If you gave up trying to understand what rolling shutter is and why it makes fast-moving objects look so weird, then today is your lucky day.
It's always fun to see someone's confused face when they check out an image they've captured that looks melted, bent, or chopped up in midair. "It's just rolling shutter, guy," is what I usually say—other times it's, "Hide the children. It's the end of the world." Rolling shutter, which is a method for capturing images, has a real knack for distorting fast-moving objects in pretty hilarious ways, whether it's a propeller, speeding car, or even a fidget spinner, but understanding why it distorts them is not quite as hilarious. In fact, it can be pretty difficult to grasp for some people—for me—it's difficult for me (and hopefully for others).
But Destin Sandlin of Smarter Every Day and Henry Reigh of MinutePhysics joined forces to create a simulation in After Effects that is probably the all-time greatest explanation of how rolling shutter works, as well as how it manages to distort your images.

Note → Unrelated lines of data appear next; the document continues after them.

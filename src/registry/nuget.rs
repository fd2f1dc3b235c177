//! NuGet レジストリ実装
//!
//! 認証とインポートは nuget CLI で行う。
//! - <https://learn.microsoft.com/en-us/nuget/reference/cli-reference/cli-ref-sources>
//! - <https://learn.microsoft.com/en-us/nuget/reference/cli-reference/cli-ref-install>
//! - <https://learn.microsoft.com/en-us/nuget/reference/cli-reference/cli-ref-push>

use crate::config::{Import, RegistryConfig};
use crate::error::Result;
use crate::registry::{
    validate_import_credentials, Registry, DESTINATION_REGISTRY_LABEL, SOURCE_REGISTRY_LABEL,
};

/// NuGet レジストリ
pub struct NugetRegistry {
    import: Import,
}

impl NugetRegistry {
    /// 認証情報を検証して作成
    pub fn new(import: Import, import_name: &str) -> Result<Self> {
        validate_import_credentials(&import, import_name, "NuGet", &["username"])?;
        Ok(Self { import })
    }

    fn configure_access(registry: &RegistryConfig, label: &str) -> String {
        let mut cmd = format!(r#"nuget sources Add -Name {} -Source "{}""#, label, registry.url);

        if registry.credentials.has_token() {
            cmd.push_str(&format!(r#" -password "{}""#, registry.credentials.token));
        }

        for (key, value) in &registry.credentials.additional_parameters {
            cmd.push_str(&format!(" -{key} {value}"));
        }

        cmd
    }

    fn install_scripts(label: &str) -> [String; 2] {
        [
            "mkdir _pkg".to_string(),
            format!(
                "nuget install $PACKAGE_NAME -Version $PACKAGE_VERSION -NoCache -DirectDownload \
                 -NonInteractive -DependencyVersion Ignore -Source {label} -OutputDirectory _pkg"
            ),
        ]
    }

    fn remove_source(label: &str) -> String {
        format!("nuget sources Remove -Name {label}")
    }
}

impl Registry for NugetRegistry {
    fn scripts(&self) -> Result<Vec<String>> {
        let mut scripts = Vec::with_capacity(8);

        scripts.push(Self::remove_source("nuget.org"));
        scripts.push(Self::configure_access(
            &self.import.source,
            SOURCE_REGISTRY_LABEL,
        ));
        scripts.extend(Self::install_scripts(SOURCE_REGISTRY_LABEL));
        scripts.push(Self::remove_source(SOURCE_REGISTRY_LABEL));
        scripts.push("cd _pkg && cd $(ls -d */|head -n 1)".to_string());
        scripts.push(Self::configure_access(
            &self.import.destination,
            DESTINATION_REGISTRY_LABEL,
        ));
        scripts.push(format!(
            "nuget push $(ls *.nupkg | head -n 1) -Source {DESTINATION_REGISTRY_LABEL}"
        ));

        Ok(scripts)
    }

    fn image_name(&self) -> &'static str {
        "mono:6"
    }
}

#[cfg(test)]
#[path = "nuget_test.rs"]
mod tests;
//! CIパイプライン設定ドキュメント
//!
//! ステージ一覧とジョブ（ラベル → 定義）で構成される。
//! 各インポートはステージ1つ、隠しジョブ1つ、パッケージ・バージョンごとのジョブに展開される。
//!
//! ```yaml
//! stages:
//! - import1
//! .import1:scripts:
//!   image: node:alpine
//!   stage: import1
//!   needs: []
//!   script:
//!   - ...
//! import1:lodash:4.17.21:
//!   extends: .import1:scripts
//!   variables:
//!     PACKAGE_NAME: lodash
//!     PACKAGE_VERSION: 4.17.21
//! ```

use crate::error::{ImporterError, Result};
use serde::ser::SerializeMap;
use serde::{Serialize, Serializer};
use std::collections::BTreeMap;

/// 隠しジョブ
///
/// 直接スケジュールされず、`extends` で各パッケージのジョブから参照される。
/// パッケージのインポートに必要なスクリプトはすべてここに置く。
#[derive(Debug, Clone, PartialEq, Eq, Serialize)]
pub struct HiddenJob {
    #[serde(skip)]
    label: String,
    pub image: String,
    pub stage: String,
    pub needs: Vec<String>,
    #[serde(rename = "script")]
    pub scripts: Vec<String>,
}

impl HiddenJob {
    /// ラベルは `.` で始まる必要がある
    pub fn new(label: String, stage: &str, image: &str, scripts: Vec<String>) -> Result<Self> {
        if !label.starts_with('.') {
            return Err(ImporterError::InvalidHiddenJobLabel(label));
        }

        Ok(Self {
            label,
            image: image.to_string(),
            stage: stage.to_string(),
            needs: Vec::new(),
            scripts,
        })
    }

    pub fn label(&self) -> &str {
        &self.label
    }
}

/// パッケージ1バージョン分のジョブ
///
/// スクリプトは隠しジョブにあるため、環境変数だけを持つ。
#[derive(Debug, Clone, PartialEq, Eq, Serialize)]
pub struct Job {
    #[serde(skip)]
    label: String,
    pub extends: String,
    pub variables: BTreeMap<String, String>,
}

impl Job {
    pub fn label(&self) -> &str {
        &self.label
    }
}

/// パイプラインのジョブ
#[derive(Debug, Clone, PartialEq, Eq, Serialize)]
#[serde(untagged)]
pub enum PipelineJob {
    Hidden(HiddenJob),
    Standard(Job),
}

impl PipelineJob {
    pub fn label(&self) -> &str {
        match self {
            PipelineJob::Hidden(job) => job.label(),
            PipelineJob::Standard(job) => job.label(),
        }
    }
}

/// 追加するジョブの定義
#[derive(Debug, Clone, Default)]
pub struct StandardJob {
    stage: String,
    package_name: String,
    package_version: String,
    env_vars: BTreeMap<String, String>,
}

impl StandardJob {
    pub fn new(stage: &str, package_name: &str, package_version: &str) -> Self {
        Self {
            stage: stage.to_string(),
            package_name: package_name.to_string(),
            package_version: package_version.to_string(),
            env_vars: BTreeMap::new(),
        }
    }

    /// 追加の環境変数（PACKAGE_NAME / PACKAGE_VERSION と衝突した場合はこちらが優先）
    pub fn with_env_vars(mut self, env_vars: BTreeMap<String, String>) -> Self {
        self.env_vars = env_vars;
        self
    }

    fn label(&self) -> String {
        format!(
            "{}:{}:{}",
            self.stage, self.package_name, self.package_version
        )
    }

    fn variables(self) -> BTreeMap<String, String> {
        let mut variables = BTreeMap::from([
            ("PACKAGE_NAME".to_string(), self.package_name),
            ("PACKAGE_VERSION".to_string(), self.package_version),
        ]);
        variables.extend(self.env_vars);
        variables
    }
}

/// CIパイプライン設定
///
/// ジョブはラベル順に保持されるため、同じ入力からは常に同じドキュメントが得られる。
#[derive(Debug, Clone, Default, PartialEq, Eq)]
pub struct Pipeline {
    stages: Vec<String>,
    jobs: BTreeMap<String, PipelineJob>,
}

impl Pipeline {
    pub fn new() -> Self {
        Self::default()
    }

    pub fn with_capacity(stages: usize) -> Self {
        Self {
            stages: Vec::with_capacity(stages),
            jobs: BTreeMap::new(),
        }
    }

    pub fn add_stage(&mut self, stage: &str) {
        self.stages.push(stage.to_string());
    }

    /// 隠しジョブを追加（ラベルは `.{stage}:scripts`）
    pub fn add_hidden_job(&mut self, stage: &str, image: &str, scripts: Vec<String>) -> Result<()> {
        let job = HiddenJob::new(hidden_job_label(stage), stage, image, scripts)?;
        self.insert(PipelineJob::Hidden(job));
        Ok(())
    }

    /// パッケージのジョブを追加（ラベルは `{stage}:{name}:{version}`）
    ///
    /// 同じラベルのジョブがあれば上書きする。
    pub fn add_job(&mut self, job: StandardJob) {
        let label = job.label();
        let extends = hidden_job_label(&job.stage);
        let variables = job.variables();

        self.insert(PipelineJob::Standard(Job {
            label,
            extends,
            variables,
        }));
    }

    fn insert(&mut self, job: PipelineJob) {
        self.jobs.insert(job.label().to_string(), job);
    }

    pub fn stages(&self) -> &[String] {
        &self.stages
    }

    pub fn jobs(&self) -> &BTreeMap<String, PipelineJob> {
        &self.jobs
    }

    pub fn get(&self, label: &str) -> Option<&PipelineJob> {
        self.jobs.get(label)
    }

    /// YAMLドキュメントに変換
    pub fn to_yaml(&self) -> Result<String> {
        Ok(serde_yaml::to_string(self)?)
    }
}

/// `stages` を先頭に、ジョブをラベルをキーとしてトップレベルに展開する
impl Serialize for Pipeline {
    fn serialize<S: Serializer>(&self, serializer: S) -> std::result::Result<S::Ok, S::Error> {
        let mut map = serializer.serialize_map(Some(self.jobs.len() + 1))?;
        map.serialize_entry("stages", &self.stages)?;
        for (label, job) in &self.jobs {
            map.serialize_entry(label, job)?;
        }
        map.end()
    }
}

pub fn hidden_job_label(stage: &str) -> String {
    format!(".{stage}:scripts")
}

#[cfg(test)]
#[path = "pipeline_test.rs"]
mod tests;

To be clear, the simulations you see in the video were not created using a camera that has rolling shutter, but with a high-speed camera whose footage was then taken into After Effects and put through a very complicated process.
In fact, Destin and Henry also provided a behind-the-scenes video that shows you what they did to create the simulation in post. Henry (who is most definitely a wizard) used a gradient composition as a temporal sample, which essentially tells the computer how to calculate the rolling shutter effect. Or something. I don't really know, but watch the video and try to follow along.
So, there you go! Now you know how and why rolling shutter messes up your images when you try to capture fast-moving objects. Now, go grab the nearest fidget spinner and record it with your smartphone—the distortion from the rolling shutter makes it look like a damn ninja star and it's awesome!